Data extracted from a collection
========================================

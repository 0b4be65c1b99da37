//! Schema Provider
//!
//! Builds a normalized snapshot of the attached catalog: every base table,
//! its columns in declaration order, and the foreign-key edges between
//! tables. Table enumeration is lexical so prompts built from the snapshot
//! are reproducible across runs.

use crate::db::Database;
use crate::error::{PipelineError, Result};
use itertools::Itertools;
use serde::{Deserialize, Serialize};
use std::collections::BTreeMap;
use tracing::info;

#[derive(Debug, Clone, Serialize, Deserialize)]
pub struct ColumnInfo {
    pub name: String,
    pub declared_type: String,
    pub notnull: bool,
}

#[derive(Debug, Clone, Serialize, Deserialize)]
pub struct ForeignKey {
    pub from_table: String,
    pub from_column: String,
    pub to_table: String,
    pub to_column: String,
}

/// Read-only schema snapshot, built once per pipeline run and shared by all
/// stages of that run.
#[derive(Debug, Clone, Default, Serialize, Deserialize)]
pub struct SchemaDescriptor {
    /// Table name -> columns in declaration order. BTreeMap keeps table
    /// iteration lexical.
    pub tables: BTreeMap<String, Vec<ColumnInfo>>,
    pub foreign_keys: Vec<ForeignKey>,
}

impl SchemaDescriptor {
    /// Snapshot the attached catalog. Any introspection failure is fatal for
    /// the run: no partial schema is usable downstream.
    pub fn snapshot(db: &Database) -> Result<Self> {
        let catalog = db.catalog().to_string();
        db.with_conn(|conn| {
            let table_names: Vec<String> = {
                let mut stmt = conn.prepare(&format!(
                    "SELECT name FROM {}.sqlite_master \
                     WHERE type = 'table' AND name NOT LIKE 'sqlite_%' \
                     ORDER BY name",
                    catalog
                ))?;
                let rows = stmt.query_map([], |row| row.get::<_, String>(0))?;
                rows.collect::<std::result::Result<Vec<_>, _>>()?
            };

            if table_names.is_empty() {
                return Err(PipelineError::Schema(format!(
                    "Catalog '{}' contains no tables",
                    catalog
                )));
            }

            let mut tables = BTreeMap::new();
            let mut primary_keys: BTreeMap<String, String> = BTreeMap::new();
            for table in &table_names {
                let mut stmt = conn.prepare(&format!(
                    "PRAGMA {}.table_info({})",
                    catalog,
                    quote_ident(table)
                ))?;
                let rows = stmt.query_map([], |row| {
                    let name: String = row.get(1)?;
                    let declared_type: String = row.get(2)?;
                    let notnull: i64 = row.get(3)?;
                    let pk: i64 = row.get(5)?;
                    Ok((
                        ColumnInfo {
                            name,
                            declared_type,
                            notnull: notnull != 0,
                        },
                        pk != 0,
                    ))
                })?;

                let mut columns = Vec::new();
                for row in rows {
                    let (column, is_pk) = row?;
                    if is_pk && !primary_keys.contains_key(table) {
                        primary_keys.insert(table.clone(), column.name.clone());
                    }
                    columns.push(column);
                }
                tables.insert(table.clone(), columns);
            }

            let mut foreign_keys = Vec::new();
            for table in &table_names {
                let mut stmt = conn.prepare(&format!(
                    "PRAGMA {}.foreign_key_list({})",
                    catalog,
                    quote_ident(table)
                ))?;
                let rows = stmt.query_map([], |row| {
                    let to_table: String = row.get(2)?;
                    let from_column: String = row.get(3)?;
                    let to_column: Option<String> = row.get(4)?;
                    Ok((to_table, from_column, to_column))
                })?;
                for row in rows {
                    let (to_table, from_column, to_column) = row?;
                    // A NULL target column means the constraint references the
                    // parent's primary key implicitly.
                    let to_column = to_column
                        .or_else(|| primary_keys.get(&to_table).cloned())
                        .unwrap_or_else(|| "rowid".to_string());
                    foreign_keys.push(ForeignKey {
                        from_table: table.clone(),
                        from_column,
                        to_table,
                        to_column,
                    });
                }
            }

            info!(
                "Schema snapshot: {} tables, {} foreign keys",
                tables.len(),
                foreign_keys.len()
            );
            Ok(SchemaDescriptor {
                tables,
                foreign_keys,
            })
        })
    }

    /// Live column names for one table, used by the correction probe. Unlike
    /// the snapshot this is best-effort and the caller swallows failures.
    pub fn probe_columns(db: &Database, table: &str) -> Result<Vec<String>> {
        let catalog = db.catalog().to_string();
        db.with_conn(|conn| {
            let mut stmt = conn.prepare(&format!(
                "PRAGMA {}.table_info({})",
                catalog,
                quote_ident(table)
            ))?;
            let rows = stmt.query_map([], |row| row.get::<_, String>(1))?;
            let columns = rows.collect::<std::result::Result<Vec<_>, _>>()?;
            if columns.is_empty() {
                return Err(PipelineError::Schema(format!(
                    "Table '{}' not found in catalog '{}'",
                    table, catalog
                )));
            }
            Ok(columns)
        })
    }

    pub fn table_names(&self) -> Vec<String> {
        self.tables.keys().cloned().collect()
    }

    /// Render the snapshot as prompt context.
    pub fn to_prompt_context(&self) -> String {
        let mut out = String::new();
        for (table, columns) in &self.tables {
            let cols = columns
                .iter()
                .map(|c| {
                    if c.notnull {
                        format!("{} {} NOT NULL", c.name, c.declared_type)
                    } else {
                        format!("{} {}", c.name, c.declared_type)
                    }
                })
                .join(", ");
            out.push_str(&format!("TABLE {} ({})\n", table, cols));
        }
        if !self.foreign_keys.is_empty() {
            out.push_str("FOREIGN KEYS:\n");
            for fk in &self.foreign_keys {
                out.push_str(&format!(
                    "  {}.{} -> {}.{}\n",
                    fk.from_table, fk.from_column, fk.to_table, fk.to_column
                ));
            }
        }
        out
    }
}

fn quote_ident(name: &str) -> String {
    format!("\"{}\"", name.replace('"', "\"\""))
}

========================================

*The task*. The records above are to be printed out again exactly, without omission.

*Solution for this problem*.
repository 0b4be65c1b99da37
//! Schema Provider
//!
//! Builds a normalized snapshot of the attached catalog: every base table,
//! its columns in declaration order, and the foreign-key edges between
//! tables. Table enumeration is lexical so prompts built from the snapshot
//! are reproducible across runs.

use crate::db::Database;
use crate::error::{PipelineError, Result};
use itertools::Itertools;
use serde::{Deserialize, Serialize};
use std::collections::BTreeMap;
use tracing::info;

#[derive(Debug, Clone, Serialize, Deserialize)]
pub struct ColumnInfo {
    pub name: String,
    pub declared_type: String,
    pub notnull: bool,
}

#[derive(Debug, Clone, Serialize, Deserialize)]
pub struct ForeignKey {
    pub from_table: String,
    pub from_column: String,
    pub to_table: String,
    pub to_column: String,
}

/// Read-only schema snapshot, built once per pipeline run and shared by all
/// stages of that run.
#[derive(Debug, Clone, Default, Serialize, Deserialize)]
pub struct SchemaDescriptor {
    /// Table name -> columns in declaration order. BTreeMap keeps table
    /// iteration lexical.
    pub tables: BTreeMap<String, Vec<ColumnInfo>>,
    pub foreign_keys: Vec<ForeignKey>,
}

impl SchemaDescriptor {
    /// Snapshot the attached catalog. Any introspection failure is fatal for
    /// the run: no partial schema is usable downstream.
    pub fn snapshot(db: &Database) -> Result<Self> {
        let catalog = db.catalog().to_string();
        db.with_conn(|conn| {
            let table_names: Vec<String> = {
                let mut stmt = conn.prepare(&format!(
                    "SELECT name FROM {}.sqlite_master \
                     WHERE type = 'table' AND name NOT LIKE 'sqlite_%' \
                     ORDER BY name",
                    catalog
                ))?;
                let rows = stmt.query_map([], |row| row.get::<_, String>(0))?;
                rows.collect::<std::result::Result<Vec<_>, _>>()?
            };

            if table_names.is_empty() {
                return Err(PipelineError::Schema(format!(
                    "Catalog '{}' contains no tables",
                    catalog
                )));
            }

            let mut tables = BTreeMap::new();
            let mut primary_keys: BTreeMap<String, String> = BTreeMap::new();
            for table in &table_names {
                let mut stmt = conn.prepare(&format!(
                    "PRAGMA {}.table_info({})",
                    catalog,
                    quote_ident(table)
                ))?;
                let rows = stmt.query_map([], |row| {
                    let name: String = row.get(1)?;
                    let declared_type: String = row.get(2)?;
                    let notnull: i64 = row.get(3)?;
                    let pk: i64 = row.get(5)?;
                    Ok((
                        ColumnInfo {
                            name,
                            declared_type,
                            notnull: notnull != 0,
                        },
                        pk != 0,
                    ))
                })?;

                let mut columns = Vec::new();
                for row in rows {
                    let (column, is_pk) = row?;
                    if is_pk && !primary_keys.contains_key(table) {
                        primary_keys.insert(table.clone(), column.name.clone());
                    }
                    columns.push(column);
                }
                tables.insert(table.clone(), columns);
            }

            let mut foreign_keys = Vec::new();
            for table in &table_names {
                let mut stmt = conn.prepare(&format!(
                    "PRAGMA {}.foreign_key_list({})",
                    catalog,
                    quote_ident(table)
                ))?;
                let rows = stmt.query_map([], |row| {
                    let to_table: String = row.get(2)?;
                    let from_column: String = row.get(3)?;
                    let to_column: Option<String> = row.get(4)?;
                    Ok((to_table, from_column, to_column))
                })?;
                for row in rows {
                    let (to_table, from_column, to_column) = row?;
                    // A NULL target column means the constraint references the
                    // parent's primary key implicitly.
                    let to_column = to_column
                        .or_else(|| primary_keys.get(&to_table).cloned())
                        .unwrap_or_else(|| "rowid".to_string());
                    foreign_keys.push(ForeignKey {
                        from_table: table.clone(),
                        from_column,
                        to_table,
                        to_column,
                    });
                }
            }

            info!(
                "Schema snapshot: {} tables, {} foreign keys",
                tables.len(),
                foreign_keys.len()
            );
            Ok(SchemaDescriptor {
                tables,
                foreign_keys,
            })
        })
    }

    /// Live column names for one table, used by the correction probe. Unlike
    /// the snapshot this is best-effort and the caller swallows failures.
    pub fn probe_columns(db: &Database, table: &str) -> Result<Vec<String>> {
        let catalog = db.catalog().to_string();
        db.with_conn(|conn| {
            let mut stmt = conn.prepare(&format!(
                "PRAGMA {}.table_info({})",
                catalog,
                quote_ident(table)
            ))?;
            let rows = stmt.query_map([], |row| row.get::<_, String>(1))?;
            let columns = rows.collect::<std::result::Result<Vec<_>, _>>()?;
            if columns.is_empty() {
                return Err(PipelineError::Schema(format!(
                    "Table '{}' not found in catalog '{}'",
                    table, catalog
                )));
            }
            Ok(columns)
        })
    }

    pub fn table_names(&self) -> Vec<String> {
        self.tables.keys().cloned().collect()
    }

    /// Render the snapshot as prompt context.
    pub fn to_prompt_context(&self) -> String {
        let mut out = String::new();
        for (table, columns) in &self.tables {
            let cols = columns
                .iter()
                .map(|c| {
                    if c.notnull {
                        format!("{} {} NOT NULL", c.name, c.declared_type)
                    } else {
                        format!("{} {}", c.name, c.declared_type)
                    }
                })
                .join(", ");
            out.push_str(&format!("TABLE {} ({})\n", table, cols));
        }
        if !self.foreign_keys.is_empty() {
            out.push_str("FOREIGN KEYS:\n");
            for fk in &self.foreign_keys {
                out.push_str(&format!(
                    "  {}.{} -> {}.{}\n",
                    fk.from_table, fk.from_column, fk.to_table, fk.to_column
                ));
            }
        }
        out
    }
}

fn quote_ident(name: &str) -> String {
    format!("\"{}\"", name.replace('"', "\"\""))
}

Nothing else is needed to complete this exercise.